- **Data**

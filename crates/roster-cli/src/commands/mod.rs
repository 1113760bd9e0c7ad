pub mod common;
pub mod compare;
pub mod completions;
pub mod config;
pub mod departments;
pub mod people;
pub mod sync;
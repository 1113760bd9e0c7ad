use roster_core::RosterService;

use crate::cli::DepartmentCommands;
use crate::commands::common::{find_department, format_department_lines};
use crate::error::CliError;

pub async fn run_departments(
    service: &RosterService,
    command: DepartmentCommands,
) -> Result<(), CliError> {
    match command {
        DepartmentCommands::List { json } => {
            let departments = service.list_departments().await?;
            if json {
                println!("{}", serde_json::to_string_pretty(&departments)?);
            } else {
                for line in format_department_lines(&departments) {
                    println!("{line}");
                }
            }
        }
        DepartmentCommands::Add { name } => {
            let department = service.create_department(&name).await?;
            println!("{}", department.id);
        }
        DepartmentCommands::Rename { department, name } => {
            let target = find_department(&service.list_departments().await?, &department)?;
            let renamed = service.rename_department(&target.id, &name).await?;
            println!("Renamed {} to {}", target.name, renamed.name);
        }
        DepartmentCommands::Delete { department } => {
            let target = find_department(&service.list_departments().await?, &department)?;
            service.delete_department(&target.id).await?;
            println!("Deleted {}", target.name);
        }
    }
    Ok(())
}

--

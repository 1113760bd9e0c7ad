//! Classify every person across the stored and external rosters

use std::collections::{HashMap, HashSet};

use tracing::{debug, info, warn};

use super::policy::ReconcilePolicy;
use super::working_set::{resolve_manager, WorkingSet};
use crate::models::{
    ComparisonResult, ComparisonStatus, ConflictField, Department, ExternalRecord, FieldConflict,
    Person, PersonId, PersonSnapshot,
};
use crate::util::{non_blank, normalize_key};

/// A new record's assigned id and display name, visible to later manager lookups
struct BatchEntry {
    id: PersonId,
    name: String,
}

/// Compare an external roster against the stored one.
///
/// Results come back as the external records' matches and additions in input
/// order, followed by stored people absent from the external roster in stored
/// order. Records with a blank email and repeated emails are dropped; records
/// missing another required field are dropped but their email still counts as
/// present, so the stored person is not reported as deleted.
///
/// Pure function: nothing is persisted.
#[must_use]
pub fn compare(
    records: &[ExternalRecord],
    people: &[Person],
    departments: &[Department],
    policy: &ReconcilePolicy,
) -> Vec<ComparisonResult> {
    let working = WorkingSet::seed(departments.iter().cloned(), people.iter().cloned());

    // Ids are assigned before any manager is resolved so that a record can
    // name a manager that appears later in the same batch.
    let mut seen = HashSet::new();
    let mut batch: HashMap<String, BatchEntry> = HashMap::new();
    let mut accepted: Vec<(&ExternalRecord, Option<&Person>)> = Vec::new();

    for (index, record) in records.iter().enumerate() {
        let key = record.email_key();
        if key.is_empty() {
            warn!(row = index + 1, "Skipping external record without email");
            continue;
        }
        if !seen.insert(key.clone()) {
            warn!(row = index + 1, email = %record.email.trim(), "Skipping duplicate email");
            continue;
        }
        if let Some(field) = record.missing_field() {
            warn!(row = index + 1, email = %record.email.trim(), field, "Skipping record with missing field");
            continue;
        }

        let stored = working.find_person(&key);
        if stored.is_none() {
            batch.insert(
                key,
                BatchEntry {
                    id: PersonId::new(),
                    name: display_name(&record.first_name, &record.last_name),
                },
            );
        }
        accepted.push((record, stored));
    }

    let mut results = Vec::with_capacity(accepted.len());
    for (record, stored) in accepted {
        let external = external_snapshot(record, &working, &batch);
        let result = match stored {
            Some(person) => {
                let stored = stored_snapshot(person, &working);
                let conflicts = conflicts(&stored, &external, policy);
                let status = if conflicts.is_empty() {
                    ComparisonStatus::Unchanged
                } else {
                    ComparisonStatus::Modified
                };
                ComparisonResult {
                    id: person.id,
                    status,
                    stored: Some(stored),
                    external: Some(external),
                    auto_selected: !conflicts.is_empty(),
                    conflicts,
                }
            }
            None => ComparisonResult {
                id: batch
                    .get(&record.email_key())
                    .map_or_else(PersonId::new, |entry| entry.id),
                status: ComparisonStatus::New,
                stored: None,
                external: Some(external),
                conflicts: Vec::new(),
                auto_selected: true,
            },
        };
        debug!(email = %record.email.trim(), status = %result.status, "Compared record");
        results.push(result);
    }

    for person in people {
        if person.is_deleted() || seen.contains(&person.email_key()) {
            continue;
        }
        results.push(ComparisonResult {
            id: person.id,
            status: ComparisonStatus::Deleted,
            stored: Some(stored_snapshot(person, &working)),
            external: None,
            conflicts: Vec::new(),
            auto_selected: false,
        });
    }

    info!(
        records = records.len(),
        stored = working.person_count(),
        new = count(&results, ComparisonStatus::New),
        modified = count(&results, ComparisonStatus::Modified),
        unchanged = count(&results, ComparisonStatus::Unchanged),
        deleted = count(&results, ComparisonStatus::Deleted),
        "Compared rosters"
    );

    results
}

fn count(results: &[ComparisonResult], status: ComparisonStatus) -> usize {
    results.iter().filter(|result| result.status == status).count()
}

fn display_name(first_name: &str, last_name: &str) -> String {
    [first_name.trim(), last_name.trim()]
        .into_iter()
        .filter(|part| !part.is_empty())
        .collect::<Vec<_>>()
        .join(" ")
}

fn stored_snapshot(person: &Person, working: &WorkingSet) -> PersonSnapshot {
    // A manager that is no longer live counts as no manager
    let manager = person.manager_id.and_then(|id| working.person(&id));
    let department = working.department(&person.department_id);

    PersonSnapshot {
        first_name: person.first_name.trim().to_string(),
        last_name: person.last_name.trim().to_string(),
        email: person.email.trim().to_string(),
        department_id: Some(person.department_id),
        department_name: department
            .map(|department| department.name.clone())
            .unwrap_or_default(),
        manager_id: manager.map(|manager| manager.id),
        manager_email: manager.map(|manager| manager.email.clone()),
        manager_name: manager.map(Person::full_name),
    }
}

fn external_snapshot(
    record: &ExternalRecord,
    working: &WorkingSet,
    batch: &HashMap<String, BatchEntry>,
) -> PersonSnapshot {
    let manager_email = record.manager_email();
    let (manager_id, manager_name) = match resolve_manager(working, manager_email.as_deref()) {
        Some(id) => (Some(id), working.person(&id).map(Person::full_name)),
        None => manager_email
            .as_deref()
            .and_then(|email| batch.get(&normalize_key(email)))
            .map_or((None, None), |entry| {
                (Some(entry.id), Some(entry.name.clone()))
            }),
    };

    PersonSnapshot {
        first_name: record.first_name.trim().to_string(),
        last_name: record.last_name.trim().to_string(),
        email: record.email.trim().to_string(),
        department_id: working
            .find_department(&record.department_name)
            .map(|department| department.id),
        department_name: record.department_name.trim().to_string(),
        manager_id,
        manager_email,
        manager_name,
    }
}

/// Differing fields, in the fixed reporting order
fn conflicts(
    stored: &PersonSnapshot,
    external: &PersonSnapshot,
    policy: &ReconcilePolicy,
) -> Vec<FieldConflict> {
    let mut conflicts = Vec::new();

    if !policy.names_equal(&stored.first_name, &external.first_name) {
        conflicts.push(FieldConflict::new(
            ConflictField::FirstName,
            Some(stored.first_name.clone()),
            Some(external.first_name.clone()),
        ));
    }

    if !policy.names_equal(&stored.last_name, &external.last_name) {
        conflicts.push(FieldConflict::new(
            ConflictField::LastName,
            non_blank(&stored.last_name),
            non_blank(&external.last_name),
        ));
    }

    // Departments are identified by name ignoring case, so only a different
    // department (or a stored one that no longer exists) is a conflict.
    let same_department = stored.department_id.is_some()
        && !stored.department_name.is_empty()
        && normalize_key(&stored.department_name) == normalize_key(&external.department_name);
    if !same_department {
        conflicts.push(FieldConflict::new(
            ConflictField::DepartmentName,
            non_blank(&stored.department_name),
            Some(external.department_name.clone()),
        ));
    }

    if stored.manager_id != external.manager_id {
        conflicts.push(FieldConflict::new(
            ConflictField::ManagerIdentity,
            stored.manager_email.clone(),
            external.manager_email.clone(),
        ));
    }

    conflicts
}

- **Exercise**
Where a line of the records contains the word "later", copy that line.

- **Response box**
/// A new record's assigned id and display name, visible to later manager lookups
    // name a manager that appears later in the same batch.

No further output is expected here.